» What to work on
There is one span to output from the data below: the lines starting at the line with "dy.view(), local_size, alpha, beta, k);" and ending at the line with "y.zip_mut_with(&x, |y, x|". Output it exactly, ends included, nothing more.

╔══

use super::{load, store};
use crate::{
    engine::{ExecArgs, PrimitiveDesc, Propagation, Role},
    error::KernelError,
};
use ndarray::{Array4, ArrayD, ArrayView4, ArrayViewD, Axis, Ix4, IxDyn, Zip};
use std::ops::RangeInclusive;

/// Channels `c - n / 2 ..= c + n / 2`, clipped to `channels`.
fn channel_window(c: usize, local_size: usize, channels: usize) -> RangeInclusive<usize> {
    let half = local_size / 2;
    c.saturating_sub(half)..=(c + half).min(channels - 1)
}

/// `k + alpha * sum(x^2)` over the channel window of each element.
fn lrn_scale(x: ArrayView4<f32>, local_size: usize, alpha: f64, k: f64) -> Array4<f64> {
    let channels = x.dim().1;
    let mut scale = Array4::zeros(x.raw_dim());
    Zip::indexed(&mut scale).par_for_each(|(n, c, h, w), scale| {
        let sum: f64 = channel_window(c, local_size, channels)
            .map(|c| {
                let x = x[[n, c, h, w]] as f64;
                x * x
            })
            .sum();
        *scale = k + alpha * sum;
    });
    scale
}

fn lrn_forward(
    x: ArrayView4<f32>,
    local_size: usize,
    alpha: f64,
    beta: f64,
    k: f64,
) -> Array4<f32> {
    let scale = lrn_scale(x, local_size, alpha, k);
    let mut y = Array4::zeros(x.raw_dim());
    Zip::from(&mut y)
        .and(&x)
        .and(&scale)
        .par_for_each(|y, x, scale| *y = (*x as f64 * scale.powf(-beta)) as f32);
    y
}

/// `dx = dy * s^-beta - 2 alpha beta x sum(dy y / s)`
fn lrn_backward(
    x: ArrayView4<f32>,
    dy: ArrayView4<f32>,
    local_size: usize,
    alpha: f64,
    beta: f64,
    k: f64,
) -> Array4<f32> {
    let channels = x.dim().1;
    let scale = lrn_scale(x, local_size, alpha, k);
    // dy * y / s
    let mut t = Array4::<f64>::zeros(x.raw_dim());
    Zip::from(&mut t)
        .and(&x)
        .and(&dy)
        .and(&scale)
        .par_for_each(|t, x, dy, s| *t = *dy as f64 * *x as f64 * s.powf(-beta) / s);
    let mut dx = Array4::zeros(x.raw_dim());
    Zip::indexed(&mut dx).par_for_each(|(n, c, h, w), dx| {
        let s = scale[[n, c, h, w]];
        let sum: f64 = channel_window(c, local_size, channels)
            .map(|c| t[[n, c, h, w]])
            .sum();
        let x = x[[n, c, h, w]] as f64;
        let dy = dy[[n, c, h, w]] as f64;
        *dx = (dy * s.powf(-beta) - 2. * alpha * beta * x * sum) as f32;
    });
    dx
}

pub(super) fn lrn(
    pd: &PrimitiveDesc,
    prop: Propagation,
    local_size: usize,
    alpha: f64,
    beta: f64,
    k: f64,
    mut args: ExecArgs,
) -> Result<(), KernelError> {
    match prop {
        Propagation::Forward => {
            let x = load::<Ix4>(pd, &args, Role::Src)?;
            let y = lrn_forward(x.view(), local_size, alpha, beta, k);
            store(pd, &mut args, Role::Dst, y)
        }
        Propagation::BackwardData => {
            let x = load::<Ix4>(pd, &args, Role::Src)?;
            let dy = load::<Ix4>(pd, &args, Role::DiffDst)?;
            let dx = lrn_backward(x.view(), dy.view(), local_size, alpha, beta, k);
            store(pd, &mut args, Role::DiffSrc, dx)
        }
        Propagation::BackwardWeights => {
            Err(KernelError::Unsupported("lrn has no weights".into()))
        }
    }
}

fn softmax_forward(x: ArrayViewD<f32>, axis: Axis) -> ArrayD<f32> {
    let mut y = ArrayD::zeros(x.raw_dim());
    Zip::from(y.lanes_mut(axis))
        .and(x.lanes(axis))
        .par_for_each(|mut y, x| {
            let max = x.fold(f32::NEG_INFINITY, |m, x| m.max(*x));
            y.zip_mut_with(&x, |y, x| *y = (x - max).exp());
            let sum = y.sum();
            y /= sum;
        });
    y
}

/// `dx = y * (dy - sum(dy * y))`
fn softmax_backward(y: ArrayViewD<f32>, dy: ArrayViewD<f32>, axis: Axis) -> ArrayD<f32> {
    let mut dx = ArrayD::zeros(y.raw_dim());
    Zip::from(dx.lanes_mut(axis))
        .and(y.lanes(axis))
        .and(dy.lanes(axis))
        .par_for_each(|mut dx, y, dy| {
            let dot = y.dot(&dy);
            Zip::from(&mut dx)
                .and(&y)
                .and(&dy)
                .for_each(|dx, y, dy| *dx = y * (dy - dot));
        });
    dx
}

pub(super) fn softmax(
    pd: &PrimitiveDesc,
    prop: Propagation,
    axis: usize,
    mut args: ExecArgs,
) -> Result<(), KernelError> {
    let axis = Axis(axis);
    match prop {
        Propagation::Forward => {
            let x = load::<IxDyn>(pd, &args, Role::Src)?;
            let y = softmax_forward(x.view(), axis);
            store(pd, &mut args, Role::Dst, y)
        }
        Propagation::BackwardData => {
            let y = load::<IxDyn>(pd, &args, Role::Dst)?;
            let dy = load::<IxDyn>(pd, &args, Role::DiffDst)?;
            let dx = softmax_backward(y.view(), dy.view(), axis);
            store(pd, &mut args, Role::DiffSrc, dx)
        }
        Propagation::BackwardWeights => {
            Err(KernelError::Unsupported("softmax has no weights".into()))
        }
    }
}

#[cfg(test)]
mod tests {
    use super::*;
    use approx::assert_relative_eq;
    use ndarray::{arr2, Array};

    #[test]
    fn channel_windows() {
        assert_eq!(channel_window(0, 5, 8), 0..=2);
        assert_eq!(channel_window(4, 5, 8), 2..=6);
        assert_eq!(channel_window(7, 5, 8), 5..=7);
    }

    #[test]
    fn lrn_single_channel() {
        let x = Array::from_elem([1, 1, 1, 2], 2f32);
        let y = lrn_forward(x.view(), 5, 1., 0.5, 0.);
        // 2 / sqrt(4)
        assert_relative_eq!(y[[0, 0, 0, 0]], 1.);
    }

    #[test]
    fn lrn_backward_matches_finite_difference() {
        let x = Array::from_shape_fn([1, 6, 2, 2], |(_, c, h, w)| {
            0.5 + (c as f32) * 0.3 - (h as f32) * 0.2 + w as f32 * 0.1
        });
        let dy = Array::from_shape_fn([1, 6, 2, 2], |(_, c, h, _)| 1. + (c * h) as f32 * 0.1);
        let (n, alpha, beta, k) = (3, 1e-1, 0.75, 2.);
        let dx = lrn_backward(x.view(), dy.view(), n, alpha, beta, k);
        let loss = |x: &Array4<f32>| {
            let y = lrn_forward(x.view(), n, alpha, beta, k);
            (&y * &dy).mapv(f64::from).sum()
        };
        let eps = 1e-2;
        for index in [[0, 0, 0, 0], [0, 3, 1, 0], [0, 5, 1, 1]] {
            let mut xp = x.clone();
            xp[index] += eps;
            let mut xm = x.clone();
            xm[index] -= eps;
            let numeric = (loss(&xp) - loss(&xm)) / (2. * eps as f64);
            assert_relative_eq!(
                dx[index] as f64,
                numeric,
                epsilon = 1e-3,
                max_relative = 1e-2
            );
        }
    }

    #[test]
    fn softmax_rows_sum_to_one() {
        let x = arr2(&[[1f32, 2., 3.], [0., 0., 0.]]).into_dyn();
        let y = softmax_forward(x.view(), Axis(1));
        for row in y.outer_iter() {
            assert_relative_eq!(row.sum(), 1., epsilon = 1e-6);
        }
        assert_relative_eq!(y[[1, 0]], 1. / 3., epsilon = 1e-6);
    }

    #[test]
    fn softmax_backward_of_uniform_gradient_is_zero() {
        let x = arr2(&[[1f32, -2., 0.5]]).into_dyn();
        let y = softmax_forward(x.view(), Axis(1));
        let dy = ArrayD::from_elem(y.raw_dim(), 3f32);
        let dx = softmax_backward(y.view(), dy.view(), Axis(1));
        assert!(dx.iter().all(|dx| dx.abs() < 1e-6));
    }
}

╚══

» Task response
            let dx = lrn_backward(x.view(), dy.view(), local_size, alpha, beta, k);
            store(pd, &mut args, Role::DiffSrc, dx)
        }
        Propagation::BackwardWeights => {
            Err(KernelError::Unsupported("lrn has no weights".into()))
        }
    }
}

fn softmax_forward(x: ArrayViewD<f32>, axis: Axis) -> ArrayD<f32> {
    let mut y = ArrayD::zeros(x.raw_dim());
    Zip::from(y.lanes_mut(axis))
        .and(x.lanes(axis))
        .par_for_each(|mut y, x| {
            let max = x.fold(f32::NEG_INFINITY, |m, x| m.max(*x));
            y.zip_mut_with(&x, |y, x| *y = (x - max).exp());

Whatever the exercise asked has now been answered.